Every line in the data below from the one containing "the page simply" down to the one containing "comparison table renders.", both included, must be retyped exactly; no other line is to appear.

---------- INFORMATION GIVEN

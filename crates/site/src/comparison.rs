//! Side-by-side comparison selection.
//!
//! A visitor can line up at most three tools. The selection lives in the
//! session and every mutation is checked against the catalog, so a stored
//! selection is always well-formed. Rejections are silent; the page simply
//! re-renders.

use serde::{Deserialize, Serialize};

use ai_tools_hub_core::ToolSlug;

use crate::catalog::{Catalog, Tool};

/// Maximum number of tools in a comparison.
pub const MAX_COMPARE: usize = 3;

/// Minimum number of selected tools before the comparison table renders.
pub const MIN_COMPARE_TABLE: usize = 2;

/// An ordered, duplicate-free set of up to [`MAX_COMPARE`] tool slugs.
#[derive(Debug, Clone, Default, PartialEq, Eq, Serialize, Deserialize)]
#[serde(transparent)]
pub struct ComparisonSelection {
    slugs: Vec<ToolSlug>,
}

impl ComparisonSelection {
    /// Try to add a slug to the selection. Returns whether it was added.
    ///
    /// Rejected without error when the selection is full, the slug is
    /// already selected, or the slug resolves to no catalog tool.
    pub fn add(&mut self, catalog: &Catalog, slug: &str) -> bool {
        if self.is_full() || self.contains(slug) || catalog.tool(slug).is_none() {
            return false;
        }
        self.slugs.push(ToolSlug::from(slug));
        true
    }

    /// Remove a slug. Removing a slug that is not selected is a no-op.
    pub fn remove(&mut self, slug: &str) -> bool {
        let before = self.slugs.len();
        self.slugs.retain(|s| s.as_str() != slug);
        self.slugs.len() != before
    }

    #[must_use]
    pub fn contains(&self, slug: &str) -> bool {
        self.slugs.iter().any(|s| s.as_str() == slug)
    }

    #[must_use]
    pub fn len(&self) -> usize {
        self.slugs.len()
    }

    #[must_use]
    pub fn is_empty(&self) -> bool {
        self.slugs.is_empty()
    }

    #[must_use]
    pub fn is_full(&self) -> bool {
        self.slugs.len() >= MAX_COMPARE
    }

    /// Selected slugs in insertion order.
    #[must_use]
    pub fn slugs(&self) -> &[ToolSlug] {
        &self.slugs
    }

    /// Resolve the selection against the catalog, in insertion order.
    ///
    /// A slug that fails to resolve (possible when a stale session outlives
    /// a fixture change) is dropped rather than surfaced as an error.
    #[must_use]
    pub fn resolve<'a>(&self, catalog: &'a Catalog) -> Vec<&'a Tool> {
        self.slugs
            .iter()
            .filter_map(|slug| catalog.tool(slug.as_str()))
            .collect()
    }
}
//! Directory filter/sort engine.
//!
//! Pure functions over the fixture collections. Given the full tool list and
//! a set of criteria, produce the filtered, ordered sequence the directory
//! page renders. There are no error cases: empty criteria and empty results
//! are both valid.

use crate::catalog::{Tool, Tutorial};

/// Sentinel selector value that disables the category or pricing filter.
pub const ALL: &str = "all";

/// Directory sort order.
#[derive(Debug, Default, Clone, Copy, PartialEq, Eq)]
pub enum SortKey {
    /// Descending review count.
    #[default]
    MostPopular,
    /// Descending rating.
    HighestRated,
    /// Descending creation date.
    Latest,
    /// Ascending name.
    Name,
}

impl SortKey {
    /// All sort keys in display order, for building the sort selector.
    pub const VALUES: [Self; 4] = [
        Self::MostPopular,
        Self::HighestRated,
        Self::Latest,
        Self::Name,
    ];

    /// Parse from URL parameter value. Unknown values fall back to the default.
    #[must_use]
    pub fn parse(s: &str) -> Self {
        match s {
            "rating" => Self::HighestRated,
            "latest" => Self::Latest,
            "name" => Self::Name,
            _ => Self::MostPopular,
        }
    }

    /// Convert to URL parameter value.
    #[must_use]
    pub const fn as_str(self) -> &'static str {
        match self {
            Self::MostPopular => "popular",
            Self::HighestRated => "rating",
            Self::Latest => "latest",
            Self::Name => "name",
        }
    }

    /// Human-readable label for the sort selector.
    #[must_use]
    pub const fn label(self) -> &'static str {
        match self {
            Self::MostPopular => "Most Popular",
            Self::HighestRated => "Highest Rated",
            Self::Latest => "Latest",
            Self::Name => "Name",
        }
    }
}

/// Restriction to flagged tools via the `filter` query parameter.
#[derive(Debug, Clone, Copy, PartialEq, Eq)]
pub enum FlagFilter {
    Featured,
    Trending,
}

impl FlagFilter {
    /// Parse from URL parameter value. Unknown values disable the filter.
    #[must_use]
    pub fn parse(s: &str) -> Option<Self> {
        match s {
            "featured" => Some(Self::Featured),
            "trending" => Some(Self::Trending),
            _ => None,
        }
    }

    /// Convert to URL parameter value.
    #[must_use]
    pub const fn as_str(self) -> &'static str {
        match self {
            Self::Featured => "featured",
            Self::Trending => "trending",
        }
    }

    const fn matches(self, tool: &Tool) -> bool {
        match self {
            Self::Featured => tool.featured,
            Self::Trending => tool.trending,
        }
    }
}

/// Filter and sort criteria for the tool directory.
///
/// `category` and `pricing` are kept as raw selector strings: the `all`
/// sentinel (or an empty string) disables the filter, and an unknown value
/// simply matches nothing.
#[derive(Debug, Clone)]
pub struct DirectoryCriteria {
    pub search: String,
    pub category: String,
    pub pricing: String,
    pub sort: SortKey,
    pub flag: Option<FlagFilter>,
}

impl Default for DirectoryCriteria {
    fn default() -> Self {
        Self {
            search: String::new(),
            category: ALL.to_string(),
            pricing: ALL.to_string(),
            sort: SortKey::default(),
            flag: None,
        }
    }
}

impl DirectoryCriteria {
    /// Number of active filters (search, category, pricing).
    ///
    /// The sort order and flag restriction are not counted; the badge row
    /// shows only the three clearable filters.
    #[must_use]
    pub fn active_filter_count(&self) -> usize {
        usize::from(!self.search.is_empty())
            + usize::from(selector_is_active(&self.category))
            + usize::from(selector_is_active(&self.pricing))
    }
}

/// Apply all active filters, then sort.
///
/// Every predicate must hold for a tool to appear. Ties in every sort mode
/// preserve fixture order (stable sort).
#[must_use]
pub fn filter_tools<'a>(tools: &'a [Tool], criteria: &DirectoryCriteria) -> Vec<&'a Tool> {
    let query = criteria.search.to_lowercase();

    let mut result: Vec<&Tool> = tools
        .iter()
        .filter(|tool| matches_search(tool, &query))
        .filter(|tool| matches_selector(tool.category.as_str(), &criteria.category))
        .filter(|tool| matches_selector(tool.pricing.as_str(), &criteria.pricing))
        .filter(|tool| criteria.flag.is_none_or(|flag| flag.matches(tool)))
        .collect();

    sort_tools(&mut result, criteria.sort);
    result
}

/// Filter the tutorial list by title/excerpt substring and category.
#[must_use]
pub fn filter_tutorials<'a>(
    tutorials: &'a [Tutorial],
    search: &str,
    category: &str,
) -> Vec<&'a Tutorial> {
    let query = search.to_lowercase();

    tutorials
        .iter()
        .filter(|tutorial| {
            query.is_empty()
                || tutorial.title.to_lowercase().contains(&query)
                || tutorial.excerpt.to_lowercase().contains(&query)
        })
        .filter(|tutorial| matches_selector(tutorial.category.as_str(), category))
        .collect()
}

/// Case-insensitive substring match against name, description, or any feature.
///
/// `query` must already be lowercased.
fn matches_search(tool: &Tool, query: &str) -> bool {
    if query.is_empty() {
        return true;
    }
    tool.name.to_lowercase().contains(query)
        || tool.description.to_lowercase().contains(query)
        || tool
            .features
            .iter()
            .any(|feature| feature.to_lowercase().contains(query))
}

/// Exact-equality selector with the `all` sentinel disabling the filter.
fn matches_selector(value: &str, selected: &str) -> bool {
    !selector_is_active(selected) || value == selected
}

fn selector_is_active(selected: &str) -> bool {
    !selected.is_empty() && selected != ALL
}

fn sort_tools(tools: &mut [&Tool], sort: SortKey) {
    match sort {
        SortKey::MostPopular => tools.sort_by(|a, b| b.review_count.cmp(&a.review_count)),
        SortKey::HighestRated => tools.sort_by(|a, b| b.rating.total_cmp(&a.rating)),
        SortKey::Latest => tools.sort_by(|a, b| b.created_at.cmp(&a.created_at)),
        SortKey::Name => tools.sort_by(|a, b| a.name.cmp(&b.name)),
    }
}
//! Tutorial route handlers.

use askama::Template;
use askama_web::WebTemplate;
use axum::{
    extract::{Path, Query, State},
    response::IntoResponse,
};
use serde::Deserialize;
use tracing::instrument;

use crate::catalog::Tutorial;
use crate::content::render_markdown;
use crate::directory::{ALL, filter_tutorials};
use crate::error::{AppError, Result};
use crate::filters;
use crate::routes::tools::CategoryOptionView;
use crate::state::AppState;

/// Tutorial card display data for templates.
///
/// Shared by the tutorial grid and the home page section.
#[derive(Clone)]
pub struct TutorialCardView {
    pub id: String,
    pub title: String,
    pub thumbnail_url: String,
    /// Category slug; capitalized in the template badge.
    pub category: String,
    pub excerpt: String,
    pub author: String,
    pub read_time_minutes: u32,
}

impl From<&Tutorial> for TutorialCardView {
    fn from(tutorial: &Tutorial) -> Self {
        Self {
            id: tutorial.id.to_string(),
            title: tutorial.title.clone(),
            thumbnail_url: tutorial.thumbnail_url.clone(),
            category: tutorial.category.to_string(),
            excerpt: tutorial.excerpt.clone(),
            author: tutorial.author.clone(),
            read_time_minutes: tutorial.read_time_minutes,
        }
    }
}

/// Full tutorial display data with the rendered article body.
#[derive(Clone)]
pub struct TutorialView {
    pub id: String,
    pub title: String,
    pub thumbnail_url: String,
    pub category: String,
    pub author: String,
    pub read_time_minutes: u32,
    pub published_display: String,
    pub body_html: String,
}

impl From<&Tutorial> for TutorialView {
    fn from(tutorial: &Tutorial) -> Self {
        Self {
            id: tutorial.id.to_string(),
            title: tutorial.title.clone(),
            thumbnail_url: tutorial.thumbnail_url.clone(),
            category: tutorial.category.to_string(),
            author: tutorial.author.clone(),
            read_time_minutes: tutorial.read_time_minutes,
            published_display: tutorial.published_at.format("%B %-d, %Y").to_string(),
            body_html: render_markdown(&tutorial.body_markdown),
        }
    }
}

/// Tutorial listing query parameters.
#[derive(Debug, Deserialize)]
pub struct TutorialsQuery {
    pub search: Option<String>,
    pub category: Option<String>,
}

/// Tutorial listing page template.
#[derive(Template, WebTemplate)]
#[template(path = "tutorials/index.html")]
pub struct TutorialsIndexTemplate {
    pub tutorials: Vec<TutorialCardView>,
    pub search_value: String,
    pub selected_category: String,
    /// Category pill row; the first few categories beside the All pill.
    pub category_pills: Vec<CategoryOptionView>,
}

/// Tutorial detail page template.
#[derive(Template, WebTemplate)]
#[template(path = "tutorials/show.html")]
pub struct TutorialShowTemplate {
    pub tutorial: TutorialView,
}

/// How many category pills the listing page offers.
const CATEGORY_PILL_COUNT: usize = 5;

/// Display the tutorial listing with search and category pills.
#[instrument(skip(state))]
pub async fn index(
    State(state): State<AppState>,
    Query(query): Query<TutorialsQuery>,
) -> impl IntoResponse {
    let catalog = state.catalog();
    let search = query.search.as_deref().unwrap_or("").trim().to_string();
    let category = query.category.clone().unwrap_or_else(|| ALL.to_string());

    let tutorials = filter_tutorials(catalog.tutorials(), &search, &category)
        .into_iter()
        .map(TutorialCardView::from)
        .collect();

    TutorialsIndexTemplate {
        tutorials,
        search_value: search,
        selected_category: category,
        category_pills: catalog
            .categories()
            .iter()
            .take(CATEGORY_PILL_COUNT)
            .map(Into::into)
            .collect(),
    }
}

/// Display a single tutorial with its rendered article body.
///
/// # Errors
///
/// Returns 404 if no tutorial has the given id.
#[instrument(skip(state))]
pub async fn show(
    State(state): State<AppState>,
    Path(id): Path<String>,
) -> Result<impl IntoResponse> {
    let tutorial = state
        .catalog()
        .tutorial(&id)
        .ok_or_else(|| AppError::NotFound(format!("/tutorials/{id}")))?;

    Ok(TutorialShowTemplate {
        tutorial: TutorialView::from(tutorial),
    })
}

#[cfg(test)]
#[allow(clippy::unwrap_used)]
mod tests {
    use super::*;
    use crate::catalog::Catalog;

    #[test]
    fn test_tutorial_view_renders_body() {
        let catalog = Catalog::new();
        let tutorial = catalog.tutorial("1").unwrap();
        let view = TutorialView::from(tutorial);

        assert!(view.body_html.contains("<h2"));
        assert_eq!(view.published_display, "January 15, 2024");
    }

    #[test]
    fn test_card_view_carries_read_time() {
        let catalog = Catalog::new();
        let card = TutorialCardView::from(catalog.tutorial("2").unwrap());
        assert_eq!(card.read_time_minutes, 12);
        assert_eq!(card.category, "image");
    }
}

--------------------

▶ [REPLY]:
//! selection is always well-formed. Rejections are silent; the page simply
//! re-renders.

use serde::{Deserialize, Serialize};

use ai_tools_hub_core::ToolSlug;

use crate::catalog::{Catalog, Tool};

/// Maximum number of tools in a comparison.
pub const MAX_COMPARE: usize = 3;

/// Minimum number of selected tools before the comparison table renders.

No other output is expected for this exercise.